L’assunto non è condivisibile.

Il ragionamento per presunzioni, operato dai giudici di merito, ai sensi dell’art. 2729 c.c., comma 1, non risponde ai requisiti delineati dalla norma in quanto i fatti noti, ossia l’esistenza di iscrizioni ipotecarie gravanti sull’immobile alienato prima della vendita non consente di risalire al fatto da ricostruire, ossia la conoscenza dell’acquirente di ledere o comunque diminuire la garanzia patrimoniale dei creditori.

La circostanza che le due ipoteche fossero state soddisfatte da Di.Gi.Li. e che la vendita era stata realizzata a seguito di trattativa con un mediatore immobiliare, che aveva messo in contatto le parti, circostanza agevolmente ritenuta pacifica nelle fasi di merito, sono indici del fatto che l’acquirente riteneva oramai l’immobile liberamente alienabile e non ritenesse di ledere alcun altrui diritto di credito.

La stessa sproporzione del prezzo non appare tale da corroborare l’accertamento della conoscenza lesiva dell’atto, trattandosi di un’oscillazione di poco più di diecimila Euro, non infrequente nell’ambito delle contrattazioni immobiliari.

La sentenza in scrutinio non ha, dunque, fatto corretta applicazione del ragionamento presuntivo, laddove ha ritenuto provata, sulla base delle richiamate circostanze fattuali, la conoscenza, in capo all’acquirente, della lesione della garanzia del credito della società assicuratrice.

Il ricorso è, pertanto, accolto.

La sentenza in scrutinio è cassata con rinvio.

La causa è rinviata alla Corte di Appello di Roma, in diversa composizione, che procederà a nuovo esame sulla base di quanto statuito e provvederà anche alle spese di questo giudizio di legittimità.

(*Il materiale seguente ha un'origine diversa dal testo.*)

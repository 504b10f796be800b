// src/error.rs

//! Unified error handling for the scraper.

use std::fmt;

use thiserror::Error;

/// Result type alias for scraper operations.
pub type Result<T> = std::result::Result<T, AppError>;

/// Unified application error type.
#[derive(Error, Debug)]
pub enum AppError {
    /// I/O operation failed
    #[error("I/O error: {0}")]
    Io(#[from] std::io::Error),

    /// HTTP request failed
    #[error("HTTP error: {0}")]
    Http(#[from] reqwest::Error),

    /// JSON serialization/deserialization failed
    #[error("JSON error: {0}")]
    Json(#[from] serde_json::Error),

    /// TOML parsing failed
    #[error("TOML parse error: {0}")]
    Toml(#[from] toml::de::Error),

    /// URL parsing failed
    #[error("URL parse error: {0}")]
    Url(#[from] url::ParseError),

    /// CSS selector parsing failed
    #[error("Invalid selector '{selector}': {message}")]
    Selector { selector: String, message: String },

    /// Configuration error
    #[error("Configuration error: {0}")]
    Config(String),

    /// Data validation error
    #[error("Validation error: {0}")]
    Validation(String),

    /// Scraping error
    #[error("Scrape error for {context}: {message}")]
    Scrape { context: String, message: String },
}

impl AppError {
    /// Create a selector parsing error.
    pub fn selector(selector: impl Into<String>, message: impl fmt::Display) -> Self {
        Self::Selector {
            selector: selector.into(),
            message: message.to_string(),
        }
    }

    /// Create a configuration error.
    pub fn config(message: impl Into<String>) -> Self {
        Self::Config(message.into())
    }

    /// Create a validation error.
    pub fn validation(message: impl Into<String>) -> Self {
        Self::Validation(message.into())
    }

    /// Create a scrape error with context.
    pub fn scrape(context: impl Into<String>, message: impl fmt::Display) -> Self {
        Self::Scrape {
            context: context.into(),
            message: message.to_string(),
        }
    }

    /// Whether this error was raised while running a scraper, as opposed
    /// to loading the page or the configuration.
    pub fn is_scrape_failure(&self) -> bool {
        matches!(self, Self::Selector { .. } | Self::Scrape { .. })
    }
}

#[cfg(test)]
mod tests {
    use super::*;

    #[test]
    fn test_selector_error_message() {
        let err = AppError::selector("[[bad", "unexpected token");
        assert_eq!(
            err.to_string(),
            "Invalid selector '[[bad': unexpected token"
        );
        assert!(err.is_scrape_failure());
    }

    #[test]
    fn test_config_error_is_not_scrape_failure() {
        assert!(!AppError::config("missing").is_scrape_failure());
    }
}
// src/pipeline/scrape.rs

//! Single-page scraping pipeline: classify, dispatch, scrape, clean.

use crate::error::Result;
use crate::models::{Config, ScrapeResponse};
use crate::services::{DataCleaner, Page, PageClassifier, round2, select_scraper};

/// Scrape an already parsed page.
///
/// Recoverable failures (low confidence, scraper errors, empty results)
/// come back as a failed [`ScrapeResponse`]. Only errors unrelated to the
/// scraper itself, such as a failing classifier, are returned as `Err`.
pub fn scrape_page(page: &Page, config: &Config) -> Result<ScrapeResponse> {
    let classification = PageClassifier::new(config).classify(page)?;
    let confidence = classification.confidence;

    if confidence < config.classifier.min_confidence {
        log::info!(
            "Skipping {}: confidence {:.2} below {:.2}",
            page.url(),
            confidence,
            config.classifier.min_confidence
        );
        return Ok(ScrapeResponse::failure(
            confidence,
            format!(
                "Page does not appear to be a furniture product page (confidence: {}%)",
                classification.percent()
            ),
        ));
    }

    let hostname = page.hostname();
    let scraper = select_scraper(&hostname, config);
    let raw = match scraper.scrape(page) {
        Ok(raw) => raw,
        Err(e) if e.is_scrape_failure() => {
            log::warn!("Scraper '{}' failed on {}: {}", scraper.name(), page.url(), e);
            return Ok(ScrapeResponse::failure(
                round2(confidence * config.classifier.scrape_error_penalty),
                format!("Error scraping product data: {e}"),
            ));
        }
        Err(e) => return Err(e),
    };

    let product = DataCleaner::new(&config.validation, &config.scraper).clean(raw, page.url());
    if product.is_empty() {
        log::info!("No product data found on {}", page.url());
        return Ok(ScrapeResponse::failure(
            round2(confidence * config.classifier.empty_result_penalty),
            "No product data found on this page",
        ));
    }

    log::info!(
        "Scraped '{}' from {} with '{}' scraper (confidence {:.2})",
        product.name.as_deref().unwrap_or("<unnamed>"),
        page.url(),
        scraper.name(),
        confidence
    );
    Ok(ScrapeResponse::success(confidence, product))
}

/// Parse and scrape a page from its URL and HTML.
///
/// Never fails: any error that escapes [`scrape_page`] becomes a failed
/// response with zero confidence.
pub fn scrape_html(url: &str, html: &str, config: &Config) -> ScrapeResponse {
    match Page::parse(url, html).and_then(|page| scrape_page(&page, config)) {
        Ok(response) => response,
        Err(e) => {
            log::error!("Scrape of {} failed: {}", url, e);
            ScrapeResponse::failure(0.0, e.to_string())
        }
    }
}
//! Message contract between the extension popup and the content script.

use serde::{Deserialize, Serialize};

use crate::models::ScrapedProduct;

/// A request sent to the content script.
#[derive(Debug, Clone, Copy, PartialEq, Eq, Serialize, Deserialize)]
#[serde(tag = "action", rename_all = "camelCase")]
pub enum Request {
    /// Liveness check, lets the caller know the script is injected.
    Ping,
    /// Scrape the loaded page.
    ScrapeFurniture,
}

/// Reply to [`Request::Ping`].
#[derive(Debug, Clone, Copy, PartialEq, Eq, Serialize, Deserialize)]
pub struct PingResponse {
    pub success: bool,
    pub loaded: bool,
}

impl PingResponse {
    pub fn loaded() -> Self {
        Self {
            success: true,
            loaded: true,
        }
    }
}

/// Reply to [`Request::ScrapeFurniture`].
#[derive(Debug, Clone, PartialEq, Serialize, Deserialize)]
pub struct ScrapeResponse {
    pub success: bool,
    pub confidence: f64,
    pub error: Option<String>,
    pub data: Option<ScrapedProduct>,
}

impl ScrapeResponse {
    pub fn success(confidence: f64, data: ScrapedProduct) -> Self {
        Self {
            success: true,
            confidence,
            error: None,
            data: Some(data),
        }
    }

    pub fn failure(confidence: f64, error: impl Into<String>) -> Self {
        Self {
            success: false,
            confidence,
            error: Some(error.into()),
            data: None,
        }
    }
}

/// Any reply the content script can send.
#[derive(Debug, Clone, PartialEq, Serialize, Deserialize)]
#[serde(untagged)]
pub enum Response {
    Ping(PingResponse),
    Scrape(ScrapeResponse),
}

#[cfg(test)]
mod tests {
    use super::*;

    #[test]
    fn test_request_parsing() {
        let ping: Request = serde_json::from_str(r#"{"action":"ping"}"#).unwrap();
        assert_eq!(ping, Request::Ping);

        let scrape: Request = serde_json::from_str(r#"{"action":"scrapeFurniture"}"#).unwrap();
        assert_eq!(scrape, Request::ScrapeFurniture);

        assert!(serde_json::from_str::<Request>(r#"{"action":"dance"}"#).is_err());
    }

    #[test]
    fn test_ping_response_shape() {
        let json = serde_json::to_string(&Response::Ping(PingResponse::loaded())).unwrap();
        assert_eq!(json, r#"{"success":true,"loaded":true}"#);
    }

    #[test]
    fn test_failure_response_shape() {
        let response = Response::Scrape(ScrapeResponse::failure(0.2, "Not a product page"));
        let json = serde_json::to_value(&response).unwrap();
        assert_eq!(json["success"], false);
        assert_eq!(json["confidence"], 0.2);
        assert_eq!(json["error"], "Not a product page");
        assert!(json["data"].is_null());
    }
}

Ai sensi del D.P.R. n. 115 del 2002, art. 13, comma 1 quater, deve darsi atto dell’insussistenza dei presupposti per il versamento, da parte del ricorrente, dell’ulteriore importo a titolo di contributo unificato pari a quello dovuto per il ricorso, a norma dello stesso art. 13, comma 1 bis.

PQM

accoglie il ricorso;

cassa la sentenza impugnata in relazione al motivo accolto e rinvia la causa alla Corte di Appello di Roma, in diversa composizione, anche per le spese di questo giudizio di cassazione.

Ai sensi del D.P.R. n. 115 del 2002, art. 13, comma 1, dà atto della non sussistenza dei presupposti per il versamento, da parte del ricorrente, dell’ulteriore importo a titolo di contributo unificato pari a quello dovuto per il ricorso, a norma dello stesso art. 13, comma 1 bis.

Così deciso in Roma, nella Camera di consiglio della Corte di Cassazione, Sezione Terza Civile, il 15 maggio 2019.